- **ACTIVITY**
The response should be the lines of the data, starting at the first and ending at the one that contains "pub fn open(path: &Path, page_size: usize, cache_pages: usize)", copied without change.
* * *
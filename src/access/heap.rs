use crate::storage::disk::PageManager;
use crate::storage::error::{StorageError, StorageResult};
use crate::storage::page::{PageId, HEADER_SIZE};
use byteorder::{BigEndian, ByteOrder};
use log::warn;
use parking_lot::Mutex;
use std::path::Path;

/// Size of the length prefix stored in front of every record.
const RECORD_LEN_SIZE: usize = 4;

/// Outcome of a full table scan.
#[derive(Debug, Clone, Default, PartialEq, Eq)]
pub struct ScanSummary {
    /// Number of records handed to the visitor
    pub records: usize,
    /// Pages whose record area ended in a corrupt or truncated record.
    /// Scanning of such a page stops at the bad record and resumes on the next page.
    pub truncated_pages: Vec<PageId>,
}

impl ScanSummary {
    pub fn ended_early(&self) -> bool {
        !self.truncated_pages.is_empty()
    }
}

/// Append-only table of variable-length records spread over the pages of one file.
///
/// Page layout: `[used:4]` followed by packed `[len:4][payload]` records up to
/// `used`. New records always go to the last page; earlier pages are never
/// revisited for free space. Every operation takes the table lock, so
/// concurrent inserts and scans run one after another.
pub struct HeapTable {
    pager: Mutex<PageManager>,
}

impl HeapTable {
    pub fn new(pager: PageManager) -> Self {
        Self {
            pager: Mutex::new(pager),
        }
    }

    /// Open a table file, creating it if needed.
    pub fn open(path: &Path, page_size: usize, cache_pages: usize) -> StorageResult<Self> {
        Ok(Self::new(PageManager::open(path, page_size, cache_pages)?))
    }

    pub fn page_size(&self) -> usize {
        self.pager.lock().page_size()
    }

    pub fn page_count(&self) -> StorageResult<u32> {
        self.pager.lock().page_count()
    }

    /// Largest payload a single record may carry.
    pub fn max_record_size(&self) -> usize {
        self.page_size() - HEADER_SIZE - RECORD_LEN_SIZE
    }

    /// Append a record and return the page it landed on.
    pub fn insert(&self, record: &[u8]) -> StorageResult<PageId> {
        let wrapped_len = RECORD_LEN_SIZE + record.len();

        let mut pager = self.pager.lock();
        let capacity = pager.page_size() - HEADER_SIZE;
        if wrapped_len > capacity {
            return Err(StorageError::RecordTooLarge {
                size: wrapped_len,
                max: capacity,
            });
        }

        let page_count = pager.page_count()?;
        let mut page_id = if page_count == 0 {
            pager.allocate_new_page()?
        } else {
            PageId(page_count - 1)
        };

        let page = pager.read(page_id)?;
        page.init_header();
        if wrapped_len > page.free_space() {
            page_id = pager.allocate_new_page()?;
        }

        let page = pager.read(page_id)?;
        page.init_header();
        let used = page.used().unwrap_or(HEADER_SIZE).max(HEADER_SIZE);

        let data = page.data_mut();
        BigEndian::write_u32(
            &mut data[used..used + RECORD_LEN_SIZE],
            record.len() as u32,
        );
        data[used + RECORD_LEN_SIZE..used + wrapped_len].copy_from_slice(record);
        page.set_used(used + wrapped_len);

        pager.write(page_id)?;
        Ok(page_id)
    }

    /// Visit every record in insertion order.
    ///
    /// The table stays locked while the visitor runs, so the visitor must not
    /// call back into this table.
    pub fn for_each<F>(&self, mut visit: F) -> StorageResult<ScanSummary>
    where
        F: FnMut(&[u8]),
    {
        let mut pager = self.pager.lock();
        let page_size = pager.page_size();
        let mut summary = ScanSummary::default();

        for id in 0..pager.page_count()? {
            let page_id = PageId(id);
            let page = pager.read(page_id)?;
            let used = page.used().unwrap_or(HEADER_SIZE);
            let limit = used.min(page_size);
            let data = page.data();

            let mut pos = HEADER_SIZE;
            while pos + RECORD_LEN_SIZE <= limit {
                let len = BigEndian::read_u32(&data[pos..pos + RECORD_LEN_SIZE]) as usize;
                if len > limit - pos - RECORD_LEN_SIZE {
                    break;
                }
                let start = pos + RECORD_LEN_SIZE;
                visit(&data[start..start + len]);
                summary.records += 1;
                pos = start + len;
            }

            if pos != used {
                warn!(
                    "scan of page {} stopped at offset {} before used offset {}",
                    page_id, pos, used
                );
                summary.truncated_pages.push(page_id);
            }
        }

        Ok(summary)
    }

    /// Collect every record in insertion order.
    pub fn records(&self) -> StorageResult<(Vec<Vec<u8>>, ScanSummary)> {
        let mut records = Vec::new();
        let summary = self.for_each(|record| records.push(record.to_vec()))?;
        Ok((records, summary))
    }

    /// Remove every record by cutting the file to zero length.
    pub fn truncate(&self) -> StorageResult<()> {
        self.pager.lock().truncate()
    }

    /// Force written pages to durable storage.
    pub fn force(&self) -> StorageResult<()> {
        self.pager.lock().force()
    }

    pub fn close(self) -> StorageResult<()> {
        self.pager.into_inner().close()
    }
}

#[cfg(test)]
mod tests {
    use super::*;
    use anyhow::Result;
    use std::sync::Arc;
    use tempfile::tempdir;

    fn create_test_table(page_size: usize) -> Result<(HeapTable, tempfile::TempDir)> {
        let dir = tempdir()?;
        let table = HeapTable::open(&dir.path().join("test.tbl"), page_size, 16)?;
        Ok((table, dir))
    }

    #[test]
    fn test_empty_table() -> Result<()> {
        let (table, _dir) = create_test_table(64)?;

        assert_eq!(table.page_count()?, 0);
        let (records, summary) = table.records()?;
        assert!(records.is_empty());
        assert_eq!(summary, ScanSummary::default());

        Ok(())
    }

    #[test]
    fn test_insert_and_scan() -> Result<()> {
        let (table, _dir) = create_test_table(8192)?;

        let page_id = table.insert(b"first")?;
        assert_eq!(page_id, PageId(0));
        table.insert(b"second")?;
        table.insert(b"")?;

        let (records, summary) = table.records()?;
        assert_eq!(records, vec![b"first".to_vec(), b"second".to_vec(), vec![]]);
        assert_eq!(summary.records, 3);
        assert!(!summary.ended_early());
        assert_eq!(table.page_count()?, 1);

        Ok(())
    }

    #[test]
    fn test_page_layout() -> Result<()> {
        let dir = tempdir()?;
        let path = dir.path().join("test.tbl");
        let table = HeapTable::open(&path, 64, 16)?;

        table.insert(&[0xAA, 0xBB])?;
        table.close()?;

        let bytes = std::fs::read(&path)?;
        assert_eq!(bytes.len(), 64);
        // used = 4 (header) + 4 (length) + 2 (payload)
        assert_eq!(&bytes[..4], &[0, 0, 0, 10]);
        assert_eq!(&bytes[4..10], &[0, 0, 0, 2, 0xAA, 0xBB]);
        assert!(bytes[10..].iter().all(|&b| b == 0));

        Ok(())
    }

    #[test]
    fn test_records_spill_to_new_page() -> Result<()> {
        let (table, _dir) = create_test_table(64)?;

        // Each wrapped record takes 4 + 30 = 34 bytes; only one fits in 60
        let first = vec![1u8; 30];
        let second = vec![2u8; 30];
        assert_eq!(table.insert(&first)?, PageId(0));
        assert_eq!(table.insert(&second)?, PageId(1));
        assert_eq!(table.page_count()?, 2);

        let (records, _) = table.records()?;
        assert_eq!(records, vec![first, second]);

        Ok(())
    }

    #[test]
    fn test_exact_fit() -> Result<()> {
        let (table, _dir) = create_test_table(64)?;

        // 4 + 56 = 60 bytes fills the page exactly
        let max = vec![7u8; table.max_record_size()];
        assert_eq!(max.len(), 56);
        assert_eq!(table.insert(&max)?, PageId(0));
        assert_eq!(table.insert(b"")?, PageId(1));

        Ok(())
    }

    #[test]
    fn test_record_too_large() -> Result<()> {
        let (table, _dir) = create_test_table(64)?;

        let result = table.insert(&[0u8; 57]);
        assert!(matches!(
            result,
            Err(StorageError::RecordTooLarge { size: 61, max: 60 })
        ));

        // Nothing was allocated or written
        assert_eq!(table.page_count()?, 0);
        assert_eq!(table.records()?.0.len(), 0);

        Ok(())
    }

    #[test]
    fn test_earlier_pages_not_revisited() -> Result<()> {
        let (table, _dir) = create_test_table(64)?;

        table.insert(&[1u8; 20])?; // page 0, 36 bytes left
        table.insert(&[2u8; 40])?; // page 1, 16 bytes left
        // Fits in page 0's leftover space, but only the last page is considered
        assert_eq!(table.insert(&[3u8; 20])?, PageId(2));

        let (records, _) = table.records()?;
        assert_eq!(records.len(), 3);
        assert_eq!(records[2], vec![3u8; 20]);

        Ok(())
    }

    #[test]
    fn test_persistence() -> Result<()> {
        let dir = tempdir()?;
        let path = dir.path().join("test.tbl");

        {
            let table = HeapTable::open(&path, 64, 16)?;
            for i in 0..10u8 {
                table.insert(&[i; 20])?;
            }
            table.force()?;
            table.close()?;
        }

        let table = HeapTable::open(&path, 64, 16)?;
        let (records, _) = table.records()?;
        assert_eq!(records.len(), 10);
        for (i, record) in records.iter().enumerate() {
            assert_eq!(record, &vec![i as u8; 20]);
        }

        // Appends continue on the last page after reopening
        table.insert(&[99u8; 4])?;
        assert_eq!(table.records()?.0.len(), 11);

        Ok(())
    }

    #[test]
    fn test_scan_stops_at_corrupt_record() -> Result<()> {
        let dir = tempdir()?;
        let path = dir.path().join("test.tbl");

        {
            let table = HeapTable::open(&path, 64, 16)?;
            table.insert(b"ok")?;
            table.insert(b"bad")?;
            table.insert(&[5u8; 45])?; // page 1
            table.close()?;
        }

        // Corrupt the length of the second record on page 0
        let mut bytes = std::fs::read(&path)?;
        bytes[10..14].copy_from_slice(&1000u32.to_be_bytes());
        std::fs::write(&path, &bytes)?;

        let table = HeapTable::open(&path, 64, 16)?;
        let (records, summary) = table.records()?;
        assert_eq!(records, vec![b"ok".to_vec(), vec![5u8; 45]]);
        assert_eq!(summary.records, 2);
        assert_eq!(summary.truncated_pages, vec![PageId(0)]);
        assert!(summary.ended_early());

        Ok(())
    }

    #[test]
    fn test_truncate() -> Result<()> {
        let (table, _dir) = create_test_table(64)?;

        for _ in 0..3 {
            table.insert(&[1u8; 30])?;
        }
        table.truncate()?;

        assert_eq!(table.page_count()?, 0);
        assert!(table.records()?.0.is_empty());

        // The table is usable again from page 0
        assert_eq!(table.insert(b"again")?, PageId(0));
        assert_eq!(table.records()?.0, vec![b"again".to_vec()]);

        Ok(())
    }

    #[test]
    fn test_small_cache_keeps_all_records() -> Result<()> {
        let dir = tempdir()?;
        let table = HeapTable::open(&dir.path().join("test.tbl"), 64, 2)?;

        for i in 0..50u8 {
            table.insert(&[i; 25])?;
        }
        assert_eq!(table.page_count()?, 25);

        let (records, _) = table.records()?;
        assert_eq!(records.len(), 50);
        assert!(records.iter().enumerate().all(|(i, r)| r == &vec![i as u8; 25]));

        Ok(())
    }

    #[test]
    fn test_concurrent_inserts() -> Result<()> {
        let (table, _dir) = create_test_table(256)?;
        let table = Arc::new(table);

        let handles: Vec<_> = (0..4u8)
            .map(|t| {
                let table = table.clone();
                std::thread::spawn(move || -> StorageResult<()> {
                    for i in 0..50u8 {
                        table.insert(&[t, i])?;
                    }
                    Ok(())
                })
            })
            .collect();
        for handle in handles {
            handle.join().expect("insert thread panicked")?;
        }

        let (records, summary) = table.records()?;
        assert_eq!(records.len(), 200);
        assert!(!summary.ended_early());

        // Each writer's records keep their relative order
        for t in 0..4u8 {
            let seq: Vec<u8> = records.iter().filter(|r| r[0] == t).map(|r| r[1]).collect();
            assert_eq!(seq, (0..50u8).collect::<Vec<_>>());
        }

        Ok(())
    }
}
//! Write-ahead log writer.
//!
//! Every operation is mirrored into two append-only files:
//! - `wal.log`: length-prefixed binary records
//! - `wal.txt`: one JSON-shaped line per operation
//!
//! The log is an audit trail. Nothing in this module reads it back.

pub mod manager;
pub mod record;

pub use manager::{WalWriter, WAL_BINARY_FILE, WAL_TEXT_FILE};
pub use record::{WalEntry, WalOp};
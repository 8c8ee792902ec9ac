use crate::access::value::Value;
use std::fmt;

/// Named column values in a fixed order.
///
/// Decoded rows iterate in schema declaration order. Rows built by hand keep
/// insertion order; the codec looks values up by name, so that order does
/// not affect the encoded bytes.
#[derive(Debug, Clone, Default, PartialEq, Eq)]
pub struct Row {
    fields: Vec<(String, Value)>,
}

impl Row {
    pub fn new() -> Self {
        Self::default()
    }

    pub fn with_capacity(capacity: usize) -> Self {
        Self {
            fields: Vec::with_capacity(capacity),
        }
    }

    /// Set a column value. Re-setting a column keeps its original position.
    pub fn set(&mut self, column: impl Into<String>, value: impl Into<Value>) {
        let column = column.into();
        let value = value.into();
        match self.fields.iter_mut().find(|(name, _)| *name == column) {
            Some((_, existing)) => *existing = value,
            None => self.fields.push((column, value)),
        }
    }

    pub fn get(&self, column: &str) -> Option<&Value> {
        self.fields
            .iter()
            .find(|(name, _)| name == column)
            .map(|(_, value)| value)
    }

    pub fn iter(&self) -> impl Iterator<Item = (&str, &Value)> {
        self.fields.iter().map(|(name, value)| (name.as_str(), value))
    }

    pub fn columns(&self) -> impl Iterator<Item = &str> {
        self.fields.iter().map(|(name, _)| name.as_str())
    }

    pub fn len(&self) -> usize {
        self.fields.len()
    }

    pub fn is_empty(&self) -> bool {
        self.fields.is_empty()
    }
}

impl<K: Into<String>, V: Into<Value>> FromIterator<(K, V)> for Row {
    fn from_iter<I: IntoIterator<Item = (K, V)>>(iter: I) -> Self {
        let mut row = Row::new();
        for (column, value) in iter {
            row.set(column, value);
        }
        row
    }
}

impl fmt::Display for Row {
    fn fmt(&self, f: &mut fmt::Formatter<'_>) -> fmt::Result {
        f.write_str("{")?;
        for (i, (name, value)) in self.fields.iter().enumerate() {
            if i > 0 {
                f.write_str(", ")?;
            }
            write!(f, "{}={}", name, value)?;
        }
        f.write_str("}")
    }
}
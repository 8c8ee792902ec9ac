//! Storage layer error types.

use thiserror::Error;

/// Errors that can occur in the storage layer.
#[derive(Error, Debug)]
pub enum StorageError {
    #[error("Record too large: {size} bytes exceeds page capacity of {max} bytes")]
    RecordTooLarge { size: usize, max: usize },

    #[error("Invalid page size: {size} (min: {min})")]
    InvalidPageSize { size: usize, min: usize },

    #[error("Page cache capacity must be at least one page")]
    InvalidCacheCapacity,

    #[error("Page {0} is not resident in the page cache")]
    PageNotCached(crate::storage::page::PageId),

    #[error("IO error: {0}")]
    Io(#[from] std::io::Error),
}

/// Result type for storage operations.
pub type StorageResult<T> = Result<T, StorageError>;
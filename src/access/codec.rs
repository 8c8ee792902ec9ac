//! Schema-driven binary row format.
//!
//! A row is the concatenation of its fields in schema order, with no
//! embedded schema and no null bitmap:
//!
//! - `INT`: 4-byte big-endian two's complement
//! - `VARCHAR`: 4-byte big-endian byte length followed by the UTF-8 bytes

use crate::access::error::{RowError, RowResult};
use crate::access::row::Row;
use crate::access::schema::{Column, TableSchema};
use crate::access::value::{ColumnType, Value};
use byteorder::{BigEndian, ReadBytesExt};
use std::borrow::Cow;

/// Largest encoded VARCHAR accepted by the codec.
pub const MAX_VARCHAR_BYTES: usize = 65535;

enum Field<'a> {
    Int(i32),
    Text(Cow<'a, str>),
}

/// Encode `values` according to `schema`.
///
/// Every column must have a value; values for columns not in the schema are
/// ignored. All fields are validated before any byte is produced.
pub fn encode_row(schema: &TableSchema, values: &Row) -> RowResult<Vec<u8>> {
    let mut fields = Vec::with_capacity(schema.len());
    let mut size = 0;

    for column in schema.columns() {
        let value = values
            .get(&column.name)
            .ok_or_else(|| RowError::MissingValue {
                column: column.name.clone(),
            })?;

        let field = match &column.column_type {
            ColumnType::Int => {
                size += 4;
                Field::Int(coerce_int(column, value)?)
            }
            ColumnType::Varchar => {
                let text = match value {
                    Value::Text(s) => Cow::Borrowed(s.as_str()),
                    other => Cow::Owned(other.to_string()),
                };
                if text.len() > MAX_VARCHAR_BYTES {
                    return Err(RowError::VarcharTooLong {
                        column: column.name.clone(),
                        len: text.len(),
                        max: MAX_VARCHAR_BYTES,
                    });
                }
                size += 4 + text.len();
                Field::Text(text)
            }
            ColumnType::Other(type_name) => return Err(unsupported(column, type_name)),
        };
        fields.push(field);
    }

    let mut data = Vec::with_capacity(size);
    for field in fields {
        match field {
            Field::Int(v) => data.extend_from_slice(&v.to_be_bytes()),
            Field::Text(text) => {
                data.extend_from_slice(&(text.len() as u32).to_be_bytes());
                data.extend_from_slice(text.as_bytes());
            }
        }
    }

    Ok(data)
}

/// Decode a record produced by [`encode_row`] with the same schema.
///
/// The returned row iterates in schema declaration order. Bytes left over
/// after the last column are ignored; invalid UTF-8 is replaced.
pub fn decode_row(schema: &TableSchema, bytes: &[u8]) -> RowResult<Row> {
    let mut reader = bytes;
    let mut row = Row::with_capacity(schema.len());

    for column in schema.columns() {
        let value = match &column.column_type {
            ColumnType::Int => {
                let v = reader
                    .read_i32::<BigEndian>()
                    .map_err(|_| truncated(column))?;
                Value::Int(v)
            }
            ColumnType::Varchar => {
                let len = reader
                    .read_u32::<BigEndian>()
                    .map_err(|_| truncated(column))? as usize;
                if reader.len() < len {
                    return Err(truncated(column));
                }
                let (text, rest) = reader.split_at(len);
                reader = rest;
                Value::Text(String::from_utf8_lossy(text).into_owned())
            }
            ColumnType::Other(type_name) => return Err(unsupported(column, type_name)),
        };
        row.set(column.name.clone(), value);
    }

    Ok(row)
}

fn coerce_int(column: &Column, value: &Value) -> RowResult<i32> {
    match value {
        Value::Int(v) => Ok(*v),
        Value::Text(s) => s.trim().parse().map_err(|_| RowError::InvalidInt {
            column: column.name.clone(),
            value: s.clone(),
        }),
    }
}

fn truncated(column: &Column) -> RowError {
    RowError::Truncated {
        column: column.name.clone(),
    }
}

fn unsupported(column: &Column, type_name: &str) -> RowError {
    RowError::UnsupportedType {
        column: column.name.clone(),
        type_name: type_name.to_string(),
    }
}
//! Database configuration.

use crate::storage::{DEFAULT_CACHE_PAGES, DEFAULT_PAGE_SIZE};
use anyhow::{bail, Result};
use std::path::PathBuf;

/// Name of the directory holding table files inside the data directory.
pub const TABLES_DIR: &str = "tables";

/// Extension of table files.
pub const TABLE_FILE_EXTENSION: &str = "tbl";

/// Database configuration.
#[derive(Debug, Clone)]
pub struct DatabaseConfig {
    /// Root directory for table files and the WAL.
    pub data_dir: PathBuf,
    /// Page size of every table file, in bytes.
    pub page_size: usize,
    /// Maximum number of pages cached per open table.
    pub cache_pages: usize,
    /// Whether to fsync the WAL after every catalog operation.
    pub sync_wal: bool,
}

impl Default for DatabaseConfig {
    fn default() -> Self {
        DatabaseConfig {
            data_dir: PathBuf::from("./data"),
            page_size: DEFAULT_PAGE_SIZE,
            cache_pages: DEFAULT_CACHE_PAGES,
            sync_wal: true,
        }
    }
}

impl DatabaseConfig {
    pub fn with_data_dir(data_dir: impl Into<PathBuf>) -> Self {
        DatabaseConfig {
            data_dir: data_dir.into(),
            ..Default::default()
        }
    }

    pub fn tables_dir(&self) -> PathBuf {
        self.data_dir.join(TABLES_DIR)
    }

    /// File backing `table`. Names that could reach outside the tables
    /// directory are rejected.
    pub fn table_path(&self, table: &str) -> Result<PathBuf> {
        if table.is_empty()
            || table == "."
            || table == ".."
            || table.contains(|c: char| matches!(c, '/' | '\\' | '\0'))
        {
            bail!("Invalid table name: {:?}", table);
        }
        Ok(self
            .tables_dir()
            .join(format!("{}.{}", table, TABLE_FILE_EXTENSION)))
    }
}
* * *
- **EXERCISE OUTPUT**
filename src/access/heap.rs
use crate::storage::disk::PageManager;
use crate::storage::error::{StorageError, StorageResult};
use crate::storage::page::{PageId, HEADER_SIZE};
use byteorder::{BigEndian, ByteOrder};
use log::warn;
use parking_lot::Mutex;
use std::path::Path;

/// Size of the length prefix stored in front of every record.
const RECORD_LEN_SIZE: usize = 4;

/// Outcome of a full table scan.
#[derive(Debug, Clone, Default, PartialEq, Eq)]
pub struct ScanSummary {
    /// Number of records handed to the visitor
    pub records: usize,
    /// Pages whose record area ended in a corrupt or truncated record.
    /// Scanning of such a page stops at the bad record and resumes on the next page.
    pub truncated_pages: Vec<PageId>,
}

impl ScanSummary {
    pub fn ended_early(&self) -> bool {
        !self.truncated_pages.is_empty()
    }
}

/// Append-only table of variable-length records spread over the pages of one file.
///
/// Page layout: `[used:4]` followed by packed `[len:4][payload]` records up to
/// `used`. New records always go to the last page; earlier pages are never
/// revisited for free space. Every operation takes the table lock, so
/// concurrent inserts and scans run one after another.
pub struct HeapTable {
    pager: Mutex<PageManager>,
}

impl HeapTable {
    pub fn new(pager: PageManager) -> Self {
        Self {
            pager: Mutex::new(pager),
        }
    }

    /// Open a table file, creating it if needed.
    pub fn open(path: &Path, page_size: usize, cache_pages: usize) -> StorageResult<Self> {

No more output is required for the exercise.